Every Trigger Warning for Everything, Ever
The story featured in Educated needs every trigger warning. Westover and her siblings suffered pretty severe physical abuse, extreme neglect, and shocking child endangerment. There is some of the most triggering gas-lighting I have ever read and, if memory served, just about the only trigger warning this book doesn’t need is rape—though misogyny and gender-based verbal and physical abuse occurs. For people leaving oppressive faith subcultures, portions of this book may also be triggering as much of the abuse within Westover’s family was cloaked in religious language to excuse the oppressors and justify their actions.
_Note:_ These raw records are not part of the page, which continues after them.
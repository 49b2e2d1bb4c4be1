//! Raw Postgres connections and the [`Connection`] abstraction over them.

use std::{fmt, future::Future};

use futures::{FutureExt as _, TryFutureExt as _};
use ouroboros::self_referencing;
use tokio_postgres::{types::ToSql, Row, ToStatement};
use tracerr::Traced;

use crate::infra::database::{self, postgres};

pub use deadpool_postgres::{
    Client as NonTx, CreatePoolError as PoolCreationError, Pool, PoolError,
};
pub use tokio_postgres::Error;

/// Parameters bound to a SQL statement.
pub type Params<'p> = [&'p (dyn ToSql + Sync)];

/// Pooled connection with an open transaction.
#[self_referencing]
pub struct Tx {
    /// Pooled connection the transaction is open on.
    client: NonTx,

    /// Open transaction, taken out once committed.
    #[borrows(mut client)]
    #[not_covariant]
    open: Option<deadpool_postgres::Transaction<'this>>,
}

impl fmt::Debug for Tx {
    fn fmt(&self, f: &mut fmt::Formatter<'_>) -> fmt::Result {
        let open = self.with_open(|tx| tx.is_some());
        f.debug_struct("Tx").field("open", &open).finish_non_exhaustive()
    }
}

impl Tx {
    /// Opens a new transaction on the provided pooled `client`.
    ///
    /// # Errors
    ///
    /// If Postgres refuses to `BEGIN` the transaction.
    pub async fn begin(client: NonTx) -> Result<Self, Traced<database::Error>> {
        Self::try_new_async_send(client, |c| c.transaction().map_ok(Some).boxed())
            .await
            .map_err(tracerr::from_and_wrap!(=> postgres::Error))
            .map_err(tracerr::map_from)
    }

    /// Returns the open transaction.
    pub(super) fn open(&self) -> &deadpool_postgres::Transaction<'_> {
        self.with_open(|tx| tx.as_ref().expect("`Tx` is consumed on commit"))
    }

    /// Commits the open transaction, releasing the pooled connection.
    ///
    /// # Errors
    ///
    /// If Postgres fails to `COMMIT` the transaction.
    pub async fn commit(mut self) -> Result<(), Traced<database::Error>> {
        #[expect(
            clippy::redundant_closure_for_method_calls,
            reason = "`Option::take` doesn't fit the borrowed lifetime"
        )]
        let Some(tx) = self.with_open_mut(|tx| tx.take()) else {
            return Ok(());
        };
        tx.commit()
            .await
            .map_err(tracerr::from_and_wrap!(=> postgres::Error))
            .map_err(tracerr::map_from)
    }
}

/// Postgres client able to run SQL statements.
pub trait Connection {
    /// Runs the provided `stmt` returning all the resulting [`Row`]s.
    ///
    /// # Errors
    ///
    /// If the connection cannot be established or the statement fails.
    fn query<T>(
        &self,
        stmt: &T,
        params: &Params<'_>,
    ) -> impl Future<Output = Result<Vec<Row>, Traced<database::Error>>>
    where
        T: ToStatement + ?Sized;

    /// Runs the provided `stmt` returning at most one resulting [`Row`].
    ///
    /// # Errors
    ///
    /// If the connection cannot be established, the statement fails or
    /// returns more than one [`Row`].
    fn query_opt<T>(
        &self,
        stmt: &T,
        params: &Params<'_>,
    ) -> impl Future<Output = Result<Option<Row>, Traced<database::Error>>>
    where
        T: ToStatement + ?Sized;

    /// Runs the provided `stmt` returning the number of affected rows.
    ///
    /// # Errors
    ///
    /// If the connection cannot be established or the statement fails.
    fn exec<T>(
        &self,
        stmt: &T,
        params: &Params<'_>,
    ) -> impl Future<Output = Result<u64, Traced<database::Error>>>
    where
        T: ToStatement + ?Sized;
}
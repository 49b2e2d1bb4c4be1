//! Read entities definitions.

pub mod booking;
pub mod review;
While I found this book absolutely fascinating and was able to push past some of these triggers for me, this is not a book to read if you are in a place where you need to be gentle with yourself or are particularly triggered by child abuse, gas-lighting, or spiritual toxicity.

Controversy
The Amazon reviews for this book are a bit different than most since mixed in with the general reviews are reviews submitted by family members and family friends. Several of the family members who are still within the fold gave the book one star and claim it’s all fiction (This is probably half of the current one-star reviews). The boy Westover dated in college, Drew, posted a review and indicates that the sections that are within his knowledge are presented accurately.
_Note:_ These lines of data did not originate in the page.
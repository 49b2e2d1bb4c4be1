//! [`Command`] for creating a new [`Booking`].

use std::collections::BTreeMap;

use common::{
    operations::{
        Authorize, By, Commit, Dispatch, Insert, Lock, Release, Select,
        Transact, Transacted, Update,
    },
    Date, DateTime,
};
use derive_more::{Display, Error, From};
use tracerr::Traced;

use crate::{
    domain::{
        booking, listing,
        payment::{IntentId, MethodRef},
        user, Booking, Listing,
    },
    infra::{
        database, notification, payment, Database, Dispatcher, Gateway,
    },
    read::booking::Occupying,
    Service,
};

use super::Command;

/// [`Command`] for creating a new [`Booking`].
#[derive(Clone, Debug)]
pub struct CreateBooking {
    /// ID of the [`Listing`] to be booked.
    pub listing_id: listing::Id,

    /// ID of the user renting the equipment.
    pub renter_id: user::Id,

    /// [`booking::DateRange`] of the rental.
    pub dates: booking::DateRange,

    /// [`booking::PickupMethod`] of the equipment.
    pub pickup_method: booking::PickupMethod,

    /// Delivery [`booking::Address`], required for a delivery.
    pub delivery_address: Option<booking::Address>,

    /// [`MethodRef`] to pay with.
    pub payment_method: MethodRef,

    /// [`booking::Message`] to the owner.
    pub message: Option<booking::Message>,
}

impl<Db, Pg, Nt> Command<CreateBooking> for Service<Db, Pg, Nt>
where
    Db: Database<Transact, Err = Traced<database::Error>>
        + Database<
            Select<By<Option<Listing>, listing::Id>>,
            Ok = Option<Listing>,
            Err = Traced<database::Error>,
        > + Database<
            Select<By<Vec<booking::Id>, Occupying>>,
            Ok = Vec<booking::Id>,
            Err = Traced<database::Error>,
        >,
    Transacted<Db>: Database<
            Lock<By<Listing, listing::Id>>,
            Err = Traced<database::Error>,
        > + Database<
            Select<By<Vec<booking::Id>, Occupying>>,
            Ok = Vec<booking::Id>,
            Err = Traced<database::Error>,
        > + Database<Insert<Booking>, Err = Traced<database::Error>>
        + Database<
            Update<(listing::Id, listing::Counter)>,
            Ok = bool,
            Err = Traced<database::Error>,
        > + Database<Commit, Err = Traced<database::Error>>,
    Pg: Gateway<
            Authorize<payment::Charge>,
            Ok = IntentId,
            Err = Traced<payment::Error>,
        > + Gateway<
            Authorize<payment::Hold>,
            Ok = IntentId,
            Err = Traced<payment::Error>,
        > + Gateway<Release<IntentId>, Ok = (), Err = Traced<payment::Error>>,
    Nt: Dispatcher<
        Dispatch<notification::Notification>,
        Ok = (),
        Err = Traced<notification::Error>,
    >,
{
    type Ok = Booking;
    type Err = Traced<ExecutionError>;

    async fn execute(&self, cmd: CreateBooking) -> Result<Self::Ok, Self::Err> {
        use ExecutionError as E;

        let CreateBooking {
            listing_id,
            renter_id,
            dates,
            pickup_method,
            delivery_address,
            payment_method,
            message,
        } = cmd;

        let listing = self
            .database()
            .execute(Select(By::<Option<Listing>, _>::new(listing_id)))
            .await
            .map_err(tracerr::map_from_and_wrap!(=> E))?
            .ok_or(E::ListingNotExists(listing_id))
            .map_err(tracerr::wrap!())?;
        if !listing.is_active {
            return Err(tracerr::new!(E::ListingInactive(listing_id)));
        }
        if listing.owner_id == renter_id {
            return Err(tracerr::new!(E::OwnListing(listing_id)));
        }

        listing
            .window
            .check(dates.days())
            .map_err(tracerr::from_and_wrap!(=> E))?;
        let today = Date::today();
        if dates.start() < today {
            return Err(tracerr::new!(E::StartInPast(dates.start())));
        }
        let notice = listing.window.advance_notice_days;
        if today.days_until(dates.start()) < i64::from(notice) {
            return Err(tracerr::new!(E::AdvanceNoticeRequired(notice)));
        }

        let address = match pickup_method {
            booking::PickupMethod::Pickup => None,
            booking::PickupMethod::Delivery => Some(
                delivery_address
                    .ok_or(E::DeliveryAddressRequired)
                    .map_err(tracerr::wrap!())?,
            ),
        };
        let pricing = booking::Pricing::quote(
            &listing.pricing,
            dates.days(),
            pickup_method,
            &self.config().fees,
        )
        .ok_or(E::DeliveryNotOffered(listing_id))
        .map_err(tracerr::wrap!())?;

        let occupying = Occupying {
            listing_id,
            dates,
            except: None,
        };
        if !self
            .database()
            .execute(Select(By::<Vec<booking::Id>, _>::new(occupying)))
            .await
            .map_err(tracerr::map_from_and_wrap!(=> E))?
            .is_empty()
        {
            return Err(tracerr::new!(E::ListingUnavailable(listing_id)));
        }

        let id = booking::Id::new();
        let charge_id = self
            .payments()
            .execute(Authorize(payment::Charge {
                booking_id: id,
                payer_id: renter_id,
                method: payment_method.clone(),
                amount: pricing.total_amount,
            }))
            .await
            .map_err(tracerr::map_from_and_wrap!(=> E))?;
        let hold_id = if pricing.security_deposit.is_zero() {
            None
        } else {
            let hold = self
                .payments()
                .execute(Authorize(payment::Hold {
                    booking_id: id,
                    payer_id: renter_id,
                    method: payment_method,
                    amount: pricing.security_deposit,
                }))
                .await;
            match hold {
                Ok(hold_id) => Some(hold_id),
                Err(e) => {
                    _ = self.release(charge_id).await;
                    return Err(e).map_err(tracerr::map_from_and_wrap!(=> E));
                }
            }
        };

        let status = Booking::initial_status(listing.booking_mode);
        let now = DateTime::now();
        let booking = Booking {
            id,
            listing_id,
            renter_id,
            owner_id: listing.owner_id,
            dates,
            pricing,
            charge_id: charge_id.clone(),
            deposit: booking::Deposit {
                hold_id: hold_id.clone(),
                released_at: None,
                captured: None,
            },
            status,
            pickup: booking::Pickup {
                method: pickup_method,
                address,
            },
            message,
            decline_reason: None,
            cancellation: None,
            renter_reviewed: false,
            owner_reviewed: false,
            created_at: now.coerce(),
            confirmed_at: (status == booking::Status::Confirmed)
                .then(|| now.coerce()),
            started_at: None,
            completed_at: None,
            declined_at: None,
        };

        let persisted: Result<(), Traced<E>> = async {
            let tx = self
                .database()
                .execute(Transact)
                .await
                .map_err(tracerr::map_from_and_wrap!(=> E))?;

            // Avoid concurrent bookings of the same `Listing`.
            tx.execute(Lock(By::new(listing_id)))
                .await
                .map_err(tracerr::map_from_and_wrap!(=> E))
                .map(drop)?;

            if !tx
                .execute(Select(By::<Vec<booking::Id>, _>::new(occupying)))
                .await
                .map_err(tracerr::map_from_and_wrap!(=> E))?
                .is_empty()
            {
                return Err(tracerr::new!(E::ListingUnavailable(listing_id)));
            }

            tx.execute(Insert(booking.clone()))
                .await
                .map_err(|e| {
                    if e.as_ref().is_exclusion_violation(OVERLAP_CONSTRAINT) {
                        tracerr::new!(E::ListingUnavailable(listing_id))
                    } else {
                        tracerr::map_from(e)
                    }
                })
                .map(drop)?;

            if status == booking::Status::Confirmed {
                _ = tx
                    .execute(Update((listing_id, listing::Counter::Bookings)))
                    .await
                    .map_err(tracerr::map_from_and_wrap!(=> E))?;
            }

            tx.execute(Commit)
                .await
                .map_err(tracerr::map_from_and_wrap!(=> E))
                .map(drop)
        }
        .await;
        if let Err(e) = persisted {
            _ = self.release(charge_id).await;
            if let Some(hold_id) = hold_id {
                _ = self.release(hold_id).await;
            }
            return Err(e);
        }

        let data = BTreeMap::from([
            ("booking_id", booking.id.to_string()),
            ("listing_title", listing.title.to_string()),
            ("start_date", dates.start().to_string()),
            ("end_date", dates.end().to_string()),
            ("total_amount", booking.pricing.total_amount.to_string()),
        ]);
        match status {
            booking::Status::Confirmed => {
                for user_id in [booking.renter_id, booking.owner_id] {
                    self.notify(
                        user_id,
                        notification::Template::BookingConfirmed,
                        data.clone(),
                    )
                    .await;
                }
            }
            booking::Status::Pending
            | booking::Status::InProgress
            | booking::Status::Completed
            | booking::Status::Cancelled
            | booking::Status::Declined => {
                self.notify(
                    booking.owner_id,
                    notification::Template::BookingRequested,
                    data,
                )
                .await;
            }
        }

        Ok(booking)
    }
}

/// Name of the constraint preventing overlapping occupying [`Booking`]s.
pub(crate) const OVERLAP_CONSTRAINT: &str = "bookings_no_overlap";

/// Error of [`CreateBooking`] [`Command`] execution.
#[derive(Debug, Display, Error, From)]
pub enum ExecutionError {
    /// Advance notice of the [`Listing`] is not respected.
    #[display("Booking requires {_0} days of advance notice")]
    #[from(ignore)]
    AdvanceNoticeRequired(#[error(not(source))] u16),

    /// [`Database`] error.
    #[display("`Database` operation failed: {_0}")]
    Db(database::Error),

    /// Delivery is requested without an address.
    #[display("Delivery address is required")]
    #[from(ignore)]
    DeliveryAddressRequired,

    /// Delivery is requested, but not offered by the [`Listing`].
    #[display("`Listing(id: {_0})` doesn't offer delivery")]
    #[from(ignore)]
    DeliveryNotOffered(#[error(not(source))] listing::Id),

    /// [`Listing`] doesn't accept new [`Booking`]s.
    #[display("`Listing(id: {_0})` is not active")]
    #[from(ignore)]
    ListingInactive(#[error(not(source))] listing::Id),

    /// [`Listing`] with the provided ID does not exist.
    #[display("`Listing(id: {_0})` does not exist")]
    #[from(ignore)]
    ListingNotExists(#[error(not(source))] listing::Id),

    /// [`Listing`] is already booked for (some of) the requested dates.
    #[display("`Listing(id: {_0})` is unavailable for the requested dates")]
    #[from(ignore)]
    ListingUnavailable(#[error(not(source))] listing::Id),

    /// Owner tries to book their own [`Listing`].
    #[display("`Listing(id: {_0})` cannot be booked by its owner")]
    #[from(ignore)]
    OwnListing(#[error(not(source))] listing::Id),

    /// Payment [`Gateway`] error.
    #[display("Payment failed: {_0}")]
    Payment(payment::Error),

    /// Rental period doesn't fit the [`listing::RentalWindow`].
    #[display("{_0}")]
    RentalWindow(#[error(not(source))] listing::WindowViolation),

    /// Rental starts in the past.
    #[display("Rental cannot start in the past ({_0})")]
    #[from(ignore)]
    StartInPast(#[error(not(source))] Date),
}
Her brother Tyler at one point also posted a review, though his was slightly less congratulatory. He questioned Tara’s recollections of some of the events, though he admitted within the review that he wasn’t there for some of the events she described. He seems to have taken his review down since I can’t find it anymore—if I recall it was a three or four-star review, so overall positive and supportive for her.

Stranger than Fiction
Some of the other negative reviews question the overall veracity of the story. Westover’s memoir is fascinating in a terrifying way—it’s one of those truth-is-stranger than fiction and if this weren’t her real life, her editor would have been telling her to tone it down. I am hoping/assuming that after the Frey debacle many years ago, memoirs like this are more thoroughly fact-checked than they used to be. I’m not bothered by family members still toeing the party line in the Amazon comments, but the book is so fantastic that it screams for a fact-checker to confirm at least the scaffolding of the story—Westover’s absence of a birth certificate, absence in school, lack of a documented medical history, and other things that woud be independently verifiable.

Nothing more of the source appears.